» Exercise description
All records are to be restated exactly, each line as it reads.

START Input

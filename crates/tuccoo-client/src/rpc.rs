//! Solana JSON-RPC over HTTP.
//!
//! Every read uses the `confirmed` commitment. Transfers are signed locally
//! and submitted base58-encoded with `sendTransaction`.

use std::time::Duration;

use async_trait::async_trait;
use jsonrpsee::core::client::ClientT;
use jsonrpsee::core::params::ArrayParams;
use jsonrpsee::http_client::{HttpClient, HttpClientBuilder};
use serde::Deserialize;
use serde::de::DeserializeOwned;
use serde_json::{Value, json};
use tokio::time::Instant;
use tracing::{debug, info, warn};

use tuccoo_core::address::Pubkey;
use tuccoo_core::constants::{DEFAULT_COMMITMENT, DEFAULT_RPC_URL};
use tuccoo_core::crypto::KeyPair;
use tuccoo_core::transaction::{Blockhash, Transaction};

use crate::error::DashboardError;
use crate::provider::{ConfirmationStatus, WalletProvider};

/// Connection settings for [`RpcProvider`].
#[derive(Clone, Debug)]
pub struct RpcConfig {
    /// JSON-RPC endpoint URL.
    pub url: String,
    /// Per-request HTTP timeout.
    pub request_timeout: Duration,
    /// How long `confirm_transaction` polls before giving up.
    pub confirm_timeout: Duration,
    /// Delay between signature status polls.
    pub poll_interval: Duration,
}

impl Default for RpcConfig {
    fn default() -> Self {
        Self {
            url: DEFAULT_RPC_URL.to_string(),
            request_timeout: Duration::from_secs(30),
            confirm_timeout: Duration::from_secs(60),
            poll_interval: Duration::from_millis(500),
        }
    }
}

impl RpcConfig {
    pub fn with_url(url: impl Into<String>) -> Self {
        Self {
            url: url.into(),
            ..Self::default()
        }
    }
}

/// `{"context": {...}, "value": T}` wrapper used by most Solana methods.
#[derive(Debug, Deserialize)]
struct WithContext<T> {
    value: T,
}

/// Result of `getLatestBlockhash`.
#[derive(Clone, Debug, Deserialize, PartialEq, Eq)]
#[serde(rename_all = "camelCase")]
pub struct LatestBlockhash {
    pub blockhash: String,
    pub last_valid_block_height: u64,
}

/// One entry of `getSignatureStatuses`.
#[derive(Clone, Debug, Deserialize, PartialEq)]
#[serde(rename_all = "camelCase")]
pub struct SignatureStatus {
    #[serde(default)]
    pub err: Option<Value>,
    #[serde(default)]
    pub confirmation_status: Option<ConfirmationStatus>,
}

/// Interpret one status poll.
///
/// `None` means keep polling; `Some` is the final answer.
pub fn classify_status(
    signature: &str,
    status: Option<&SignatureStatus>,
) -> Option<Result<ConfirmationStatus, DashboardError>> {
    let status = status?;
    if let Some(err) = &status.err {
        return Some(Err(DashboardError::TransactionFailed {
            signature: signature.to_string(),
            reason: err.to_string(),
        }));
    }
    match status.confirmation_status {
        Some(s) if s.is_confirmed() => Some(Ok(s)),
        _ => None,
    }
}

/// [`WalletProvider`] backed by a Solana JSON-RPC node.
pub struct RpcProvider {
    client: HttpClient,
    config: RpcConfig,
}

impl RpcProvider {
    pub fn new(config: RpcConfig) -> Result<Self, DashboardError> {
        let client = HttpClientBuilder::default()
            .request_timeout(config.request_timeout)
            .build(&config.url)
            .map_err(|e| DashboardError::rpc("connect", e))?;
        Ok(Self { client, config })
    }

    pub fn url(&self) -> &str {
        &self.config.url
    }

    async fn call<T: DeserializeOwned>(
        &self,
        method: &'static str,
        args: Vec<Value>,
    ) -> Result<T, DashboardError> {
        let mut params = ArrayParams::new();
        for arg in args {
            params
                .insert(arg)
                .map_err(|e| DashboardError::rpc(method, e))?;
        }
        debug!(method, "rpc request");
        self.client
            .request(method, params)
            .await
            .map_err(|e| DashboardError::rpc(method, e))
    }

    /// Most recent blockhash and the last height at which it is valid.
    pub async fn latest_blockhash(&self) -> Result<LatestBlockhash, DashboardError> {
        let resp: WithContext<LatestBlockhash> = self
            .call(
                "getLatestBlockhash",
                vec![json!({ "commitment": DEFAULT_COMMITMENT })],
            )
            .await?;
        Ok(resp.value)
    }

    /// Current status of one signature, `None` if the node has not seen it.
    pub async fn signature_status(
        &self,
        signature: &str,
    ) -> Result<Option<SignatureStatus>, DashboardError> {
        let resp: WithContext<Vec<Option<SignatureStatus>>> = self
            .call(
                "getSignatureStatuses",
                vec![json!([signature]), json!({ "searchTransactionHistory": false })],
            )
            .await?;
        Ok(resp.value.into_iter().next().flatten())
    }
}

#[async_trait]
impl WalletProvider for RpcProvider {
    async fn get_balance(&self, address: &Pubkey) -> Result<u64, DashboardError> {
        let resp: WithContext<u64> = self
            .call(
                "getBalance",
                vec![
                    json!(address.encode()),
                    json!({ "commitment": DEFAULT_COMMITMENT }),
                ],
            )
            .await?;
        Ok(resp.value)
    }

    async fn request_airdrop(
        &self,
        address: &Pubkey,
        lamports: u64,
    ) -> Result<String, DashboardError> {
        let signature: String = self
            .call(
                "requestAirdrop",
                vec![
                    json!(address.encode()),
                    json!(lamports),
                    json!({ "commitment": DEFAULT_COMMITMENT }),
                ],
            )
            .await?;
        info!(%address, lamports, %signature, "airdrop requested");
        Ok(signature)
    }

    async fn confirm_transaction(
        &self,
        signature: &str,
    ) -> Result<ConfirmationStatus, DashboardError> {
        let deadline = Instant::now() + self.config.confirm_timeout;
        loop {
            let status = self.signature_status(signature).await?;
            if let Some(result) = classify_status(signature, status.as_ref()) {
                if let Err(e) = &result {
                    warn!(%signature, error = %e, "transaction failed on chain");
                }
                return result;
            }
            if Instant::now() >= deadline {
                return Err(DashboardError::ConfirmationTimeout(signature.to_string()));
            }
            tokio::time::sleep(self.config.poll_interval).await;
        }
    }

    async fn submit_transfer(
        &self,
        from: &KeyPair,
        to: &Pubkey,
        lamports: u64,
    ) -> Result<String, DashboardError> {
        let latest = self.latest_blockhash().await?;
        let blockhash: Blockhash = latest.blockhash.parse()?;
        let tx = Transaction::signed_transfer(from, to, lamports, blockhash)?;
        let expected = tx.id()?;

        let signature: String = self
            .call(
                "sendTransaction",
                vec![
                    json!(tx.to_base58()),
                    json!({
                        "encoding": "base58",
                        "preflightCommitment": DEFAULT_COMMITMENT,
                    }),
                ],
            )
            .await?;
        if signature != expected {
            warn!(%signature, %expected, "node returned an unexpected signature");
        }
        info!(from = %from.pubkey(), %to, lamports, %signature, "transfer submitted");
        Ok(signature)
    }
}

END Input

» Answer space
filename crates/tuccoo-client/src/rpc.rs
//! Solana JSON-RPC over HTTP.
//!
//! Every read uses the `confirmed` commitment. Transfers are signed locally
//! and submitted base58-encoded with `sendTransaction`.

use std::time::Duration;

use async_trait::async_trait;
use jsonrpsee::core::client::ClientT;
use jsonrpsee::core::params::ArrayParams;
use jsonrpsee::http_client::{HttpClient, HttpClientBuilder};
use serde::Deserialize;
use serde::de::DeserializeOwned;
use serde_json::{Value, json};
use tokio::time::Instant;
use tracing::{debug, info, warn};

use tuccoo_core::address::Pubkey;
use tuccoo_core::constants::{DEFAULT_COMMITMENT, DEFAULT_RPC_URL};
use tuccoo_core::crypto::KeyPair;
use tuccoo_core::transaction::{Blockhash, Transaction};

use crate::error::DashboardError;
use crate::provider::{ConfirmationStatus, WalletProvider};

/// Connection settings for [`RpcProvider`].
#[derive(Clone, Debug)]
pub struct RpcConfig {
    /// JSON-RPC endpoint URL.
    pub url: String,
    /// Per-request HTTP timeout.
    pub request_timeout: Duration,
    /// How long `confirm_transaction` polls before giving up.
    pub confirm_timeout: Duration,
    /// Delay between signature status polls.
    pub poll_interval: Duration,
}

impl Default for RpcConfig {
    fn default() -> Self {
        Self {
            url: DEFAULT_RPC_URL.to_string(),
            request_timeout: Duration::from_secs(30),
            confirm_timeout: Duration::from_secs(60),
            poll_interval: Duration::from_millis(500),
        }
    }
}

impl RpcConfig {
    pub fn with_url(url: impl Into<String>) -> Self {
        Self {
            url: url.into(),
            ..Self::default()
        }
    }
}

/// `{"context": {...}, "value": T}` wrapper used by most Solana methods.
#[derive(Debug, Deserialize)]
struct WithContext<T> {
    value: T,
}

/// Result of `getLatestBlockhash`.
#[derive(Clone, Debug, Deserialize, PartialEq, Eq)]
#[serde(rename_all = "camelCase")]
pub struct LatestBlockhash {
    pub blockhash: String,
    pub last_valid_block_height: u64,
}

/// One entry of `getSignatureStatuses`.
#[derive(Clone, Debug, Deserialize, PartialEq)]
#[serde(rename_all = "camelCase")]
pub struct SignatureStatus {
    #[serde(default)]
    pub err: Option<Value>,
    #[serde(default)]
    pub confirmation_status: Option<ConfirmationStatus>,
}

/// Interpret one status poll.
///
/// `None` means keep polling; `Some` is the final answer.
pub fn classify_status(
    signature: &str,
    status: Option<&SignatureStatus>,
) -> Option<Result<ConfirmationStatus, DashboardError>> {
    let status = status?;
    if let Some(err) = &status.err {
        return Some(Err(DashboardError::TransactionFailed {
            signature: signature.to_string(),
            reason: err.to_string(),
        }));
    }
    match status.confirmation_status {
        Some(s) if s.is_confirmed() => Some(Ok(s)),
        _ => None,
    }
}

/// [`WalletProvider`] backed by a Solana JSON-RPC node.
pub struct RpcProvider {
    client: HttpClient,
    config: RpcConfig,
}

impl RpcProvider {
    pub fn new(config: RpcConfig) -> Result<Self, DashboardError> {
        let client = HttpClientBuilder::default()
            .request_timeout(config.request_timeout)
            .build(&config.url)
            .map_err(|e| DashboardError::rpc("connect", e))?;
        Ok(Self { client, config })
    }

    pub fn url(&self) -> &str {
        &self.config.url
    }

    async fn call<T: DeserializeOwned>(
        &self,
        method: &'static str,
        args: Vec<Value>,
    ) -> Result<T, DashboardError> {
        let mut params = ArrayParams::new();
        for arg in args {
            params
                .insert(arg)
                .map_err(|e| DashboardError::rpc(method, e))?;
        }
        debug!(method, "rpc request");
        self.client
            .request(method, params)
            .await
            .map_err(|e| DashboardError::rpc(method, e))
    }

    /// Most recent blockhash and the last height at which it is valid.
    pub async fn latest_blockhash(&self) -> Result<LatestBlockhash, DashboardError> {
        let resp: WithContext<LatestBlockhash> = self
            .call(
                "getLatestBlockhash",
                vec![json!({ "commitment": DEFAULT_COMMITMENT })],
            )
            .await?;
        Ok(resp.value)
    }

    /// Current status of one signature, `None` if the node has not seen it.
    pub async fn signature_status(
        &self,
        signature: &str,
    ) -> Result<Option<SignatureStatus>, DashboardError> {
        let resp: WithContext<Vec<Option<SignatureStatus>>> = self
            .call(
                "getSignatureStatuses",
                vec![json!([signature]), json!({ "searchTransactionHistory": false })],
            )
            .await?;
        Ok(resp.value.into_iter().next().flatten())
    }
}

#[async_trait]
impl WalletProvider for RpcProvider {
    async fn get_balance(&self, address: &Pubkey) -> Result<u64, DashboardError> {
        let resp: WithContext<u64> = self
            .call(
                "getBalance",
                vec![
                    json!(address.encode()),
                    json!({ "commitment": DEFAULT_COMMITMENT }),
                ],
            )
            .await?;
        Ok(resp.value)
    }

    async fn request_airdrop(
        &self,
        address: &Pubkey,
        lamports: u64,
    ) -> Result<String, DashboardError> {
        let signature: String = self
            .call(
                "requestAirdrop",
                vec![
                    json!(address.encode()),
                    json!(lamports),
                    json!({ "commitment": DEFAULT_COMMITMENT }),
                ],
            )
            .await?;
        info!(%address, lamports, %signature, "airdrop requested");
        Ok(signature)
    }

    async fn confirm_transaction(
        &self,
        signature: &str,
    ) -> Result<ConfirmationStatus, DashboardError> {
        let deadline = Instant::now() + self.config.confirm_timeout;
        loop {
            let status = self.signature_status(signature).await?;
            if let Some(result) = classify_status(signature, status.as_ref()) {
                if let Err(e) = &result {
                    warn!(%signature, error = %e, "transaction failed on chain");
                }
                return result;
            }
            if Instant::now() >= deadline {
                return Err(DashboardError::ConfirmationTimeout(signature.to_string()));
            }
            tokio::time::sleep(self.config.poll_interval).await;
        }
    }

    async fn submit_transfer(
        &self,
        from: &KeyPair,
        to: &Pubkey,
        lamports: u64,
    ) -> Result<String, DashboardError> {
        let latest = self.latest_blockhash().await?;
        let blockhash: Blockhash = latest.blockhash.parse()?;
        let tx = Transaction::signed_transfer(from, to, lamports, blockhash)?;
        let expected = tx.id()?;

        let signature: String = self
            .call(
                "sendTransaction",
                vec![
                    json!(tx.to_base58()),
                    json!({
                        "encoding": "base58",
                        "preflightCommitment": DEFAULT_COMMITMENT,
                    }),
                ],
            )
            .await?;
        if signature != expected {
            warn!(%signature, %expected, "node returned an unexpected signature");
        }
        info!(from = %from.pubkey(), %to, lamports, %signature, "transfer submitted");
        Ok(signature)
    }
}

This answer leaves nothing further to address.